> [TASK DETAILS] Please filter the data below down to the lines holding the string "ParseError".

> [GIVEN ENTRIES]
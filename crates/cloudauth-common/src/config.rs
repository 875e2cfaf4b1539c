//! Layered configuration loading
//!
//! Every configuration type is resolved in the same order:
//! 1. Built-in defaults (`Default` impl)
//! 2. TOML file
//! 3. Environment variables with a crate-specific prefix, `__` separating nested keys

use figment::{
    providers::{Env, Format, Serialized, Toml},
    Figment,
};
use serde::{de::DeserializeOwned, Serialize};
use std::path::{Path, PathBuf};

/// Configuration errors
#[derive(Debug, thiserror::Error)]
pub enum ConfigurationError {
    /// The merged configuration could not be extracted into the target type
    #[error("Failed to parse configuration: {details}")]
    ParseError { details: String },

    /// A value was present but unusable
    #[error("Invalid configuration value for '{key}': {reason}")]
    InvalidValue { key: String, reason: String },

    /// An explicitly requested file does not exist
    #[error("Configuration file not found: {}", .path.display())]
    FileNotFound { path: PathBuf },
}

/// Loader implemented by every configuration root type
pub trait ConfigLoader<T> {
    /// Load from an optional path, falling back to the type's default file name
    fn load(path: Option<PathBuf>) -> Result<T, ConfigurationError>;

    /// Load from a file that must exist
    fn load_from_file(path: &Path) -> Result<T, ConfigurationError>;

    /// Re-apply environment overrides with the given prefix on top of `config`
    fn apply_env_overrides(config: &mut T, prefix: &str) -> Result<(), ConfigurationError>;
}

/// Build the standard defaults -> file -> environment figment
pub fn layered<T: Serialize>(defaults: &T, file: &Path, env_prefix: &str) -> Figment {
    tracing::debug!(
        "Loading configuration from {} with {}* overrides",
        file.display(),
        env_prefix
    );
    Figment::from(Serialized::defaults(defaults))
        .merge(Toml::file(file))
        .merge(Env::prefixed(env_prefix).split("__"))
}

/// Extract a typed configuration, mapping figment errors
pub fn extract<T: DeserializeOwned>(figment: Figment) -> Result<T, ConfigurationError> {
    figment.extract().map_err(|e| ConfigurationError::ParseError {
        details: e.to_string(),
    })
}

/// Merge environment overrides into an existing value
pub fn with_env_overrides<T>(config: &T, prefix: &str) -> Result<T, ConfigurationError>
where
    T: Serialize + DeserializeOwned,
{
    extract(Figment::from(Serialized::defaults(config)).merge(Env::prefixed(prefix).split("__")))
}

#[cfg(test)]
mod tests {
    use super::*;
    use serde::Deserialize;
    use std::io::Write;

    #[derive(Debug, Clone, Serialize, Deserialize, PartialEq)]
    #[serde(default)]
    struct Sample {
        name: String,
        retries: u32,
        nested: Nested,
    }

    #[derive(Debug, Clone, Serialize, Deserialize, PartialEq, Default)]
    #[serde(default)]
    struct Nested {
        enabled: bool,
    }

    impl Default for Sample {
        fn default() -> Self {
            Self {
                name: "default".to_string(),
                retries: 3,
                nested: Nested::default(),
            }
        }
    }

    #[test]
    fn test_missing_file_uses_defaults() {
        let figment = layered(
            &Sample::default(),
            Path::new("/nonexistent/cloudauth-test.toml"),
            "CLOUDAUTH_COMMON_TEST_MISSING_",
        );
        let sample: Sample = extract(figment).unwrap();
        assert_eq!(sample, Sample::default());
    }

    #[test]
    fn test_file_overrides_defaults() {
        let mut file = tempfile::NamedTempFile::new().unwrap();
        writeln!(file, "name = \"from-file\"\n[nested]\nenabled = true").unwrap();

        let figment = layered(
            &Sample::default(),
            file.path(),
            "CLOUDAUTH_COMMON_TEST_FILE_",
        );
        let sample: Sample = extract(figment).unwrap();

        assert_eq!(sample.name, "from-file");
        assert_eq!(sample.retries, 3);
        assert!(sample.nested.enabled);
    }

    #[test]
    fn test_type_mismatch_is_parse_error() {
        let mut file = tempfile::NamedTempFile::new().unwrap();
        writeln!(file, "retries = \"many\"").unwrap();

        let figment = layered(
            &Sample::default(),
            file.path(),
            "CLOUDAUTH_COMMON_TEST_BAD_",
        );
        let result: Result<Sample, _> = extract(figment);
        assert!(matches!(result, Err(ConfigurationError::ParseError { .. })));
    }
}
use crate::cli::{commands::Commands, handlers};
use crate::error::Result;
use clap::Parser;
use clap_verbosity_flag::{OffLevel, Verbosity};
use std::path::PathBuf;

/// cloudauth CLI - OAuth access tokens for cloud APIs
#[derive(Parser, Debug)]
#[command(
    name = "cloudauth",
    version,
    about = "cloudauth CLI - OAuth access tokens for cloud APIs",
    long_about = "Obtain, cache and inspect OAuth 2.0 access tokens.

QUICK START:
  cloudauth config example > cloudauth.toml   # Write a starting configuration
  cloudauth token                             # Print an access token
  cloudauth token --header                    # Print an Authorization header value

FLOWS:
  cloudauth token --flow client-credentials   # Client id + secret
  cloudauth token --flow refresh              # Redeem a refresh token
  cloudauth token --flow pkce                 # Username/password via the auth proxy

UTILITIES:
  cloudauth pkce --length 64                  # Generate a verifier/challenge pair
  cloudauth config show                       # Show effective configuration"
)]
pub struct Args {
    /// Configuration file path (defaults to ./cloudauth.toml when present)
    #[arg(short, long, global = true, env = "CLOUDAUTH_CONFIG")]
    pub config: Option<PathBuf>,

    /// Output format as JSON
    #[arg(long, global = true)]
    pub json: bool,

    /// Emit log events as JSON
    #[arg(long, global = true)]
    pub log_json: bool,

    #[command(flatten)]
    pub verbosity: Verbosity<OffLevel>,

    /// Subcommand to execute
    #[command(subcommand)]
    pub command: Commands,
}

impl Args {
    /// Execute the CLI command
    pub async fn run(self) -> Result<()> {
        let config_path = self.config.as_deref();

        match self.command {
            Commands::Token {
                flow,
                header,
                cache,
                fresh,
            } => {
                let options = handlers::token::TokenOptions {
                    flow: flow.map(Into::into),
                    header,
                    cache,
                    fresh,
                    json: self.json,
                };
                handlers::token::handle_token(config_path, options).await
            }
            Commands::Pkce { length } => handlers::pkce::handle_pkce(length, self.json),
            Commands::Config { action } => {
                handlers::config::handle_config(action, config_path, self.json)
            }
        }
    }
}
---
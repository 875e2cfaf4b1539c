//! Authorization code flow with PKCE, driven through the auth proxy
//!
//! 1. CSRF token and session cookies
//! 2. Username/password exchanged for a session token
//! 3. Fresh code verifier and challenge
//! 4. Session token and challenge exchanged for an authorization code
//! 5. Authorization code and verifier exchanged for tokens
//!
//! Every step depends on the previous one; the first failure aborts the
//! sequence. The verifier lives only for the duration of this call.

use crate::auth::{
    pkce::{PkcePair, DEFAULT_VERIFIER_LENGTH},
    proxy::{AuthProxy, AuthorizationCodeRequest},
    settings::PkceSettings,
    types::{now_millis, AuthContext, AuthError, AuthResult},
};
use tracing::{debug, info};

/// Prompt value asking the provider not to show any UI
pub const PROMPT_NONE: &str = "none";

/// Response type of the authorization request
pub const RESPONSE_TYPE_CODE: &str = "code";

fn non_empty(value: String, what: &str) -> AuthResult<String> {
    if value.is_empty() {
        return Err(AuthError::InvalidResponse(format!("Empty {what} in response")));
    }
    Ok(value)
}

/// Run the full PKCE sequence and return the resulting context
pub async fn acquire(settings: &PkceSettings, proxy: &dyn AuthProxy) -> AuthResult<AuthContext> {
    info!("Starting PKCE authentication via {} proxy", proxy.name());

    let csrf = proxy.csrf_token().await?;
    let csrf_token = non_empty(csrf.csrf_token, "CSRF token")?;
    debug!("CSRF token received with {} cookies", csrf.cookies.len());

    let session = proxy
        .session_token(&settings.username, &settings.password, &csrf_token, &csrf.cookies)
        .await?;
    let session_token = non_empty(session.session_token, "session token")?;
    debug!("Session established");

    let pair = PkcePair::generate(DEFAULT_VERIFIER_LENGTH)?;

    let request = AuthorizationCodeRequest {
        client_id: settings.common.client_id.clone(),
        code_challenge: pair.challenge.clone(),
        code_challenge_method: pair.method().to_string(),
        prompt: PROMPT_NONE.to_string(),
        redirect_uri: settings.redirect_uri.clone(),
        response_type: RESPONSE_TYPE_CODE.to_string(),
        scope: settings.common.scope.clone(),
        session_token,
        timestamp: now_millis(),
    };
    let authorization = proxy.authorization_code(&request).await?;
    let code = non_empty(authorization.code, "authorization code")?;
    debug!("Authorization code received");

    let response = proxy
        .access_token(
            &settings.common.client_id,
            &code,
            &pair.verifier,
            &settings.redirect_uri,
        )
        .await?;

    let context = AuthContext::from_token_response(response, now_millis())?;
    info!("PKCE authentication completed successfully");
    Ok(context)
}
==
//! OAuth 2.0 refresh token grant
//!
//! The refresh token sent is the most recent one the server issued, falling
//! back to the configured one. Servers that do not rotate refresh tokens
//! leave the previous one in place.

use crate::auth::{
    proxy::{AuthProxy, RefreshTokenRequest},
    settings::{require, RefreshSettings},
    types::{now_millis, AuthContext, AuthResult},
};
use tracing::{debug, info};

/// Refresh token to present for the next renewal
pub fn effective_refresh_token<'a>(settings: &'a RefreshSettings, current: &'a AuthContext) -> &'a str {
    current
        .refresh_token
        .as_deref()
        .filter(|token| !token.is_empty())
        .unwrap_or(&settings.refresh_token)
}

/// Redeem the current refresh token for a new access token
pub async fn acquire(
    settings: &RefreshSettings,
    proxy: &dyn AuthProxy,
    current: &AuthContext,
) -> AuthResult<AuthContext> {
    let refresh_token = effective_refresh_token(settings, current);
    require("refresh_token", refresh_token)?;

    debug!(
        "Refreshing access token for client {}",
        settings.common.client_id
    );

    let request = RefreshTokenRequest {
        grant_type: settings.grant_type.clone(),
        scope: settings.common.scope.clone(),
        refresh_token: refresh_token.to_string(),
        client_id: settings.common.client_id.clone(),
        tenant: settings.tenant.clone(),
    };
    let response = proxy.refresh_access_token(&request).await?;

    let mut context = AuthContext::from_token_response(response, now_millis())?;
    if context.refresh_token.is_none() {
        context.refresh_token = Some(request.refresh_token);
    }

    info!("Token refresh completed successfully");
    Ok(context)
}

> [ANSWER AREA]
    ParseError { details: String },
    figment.extract().map_err(|e| ConfigurationError::ParseError {
        assert!(matches!(result, Err(ConfigurationError::ParseError { .. })));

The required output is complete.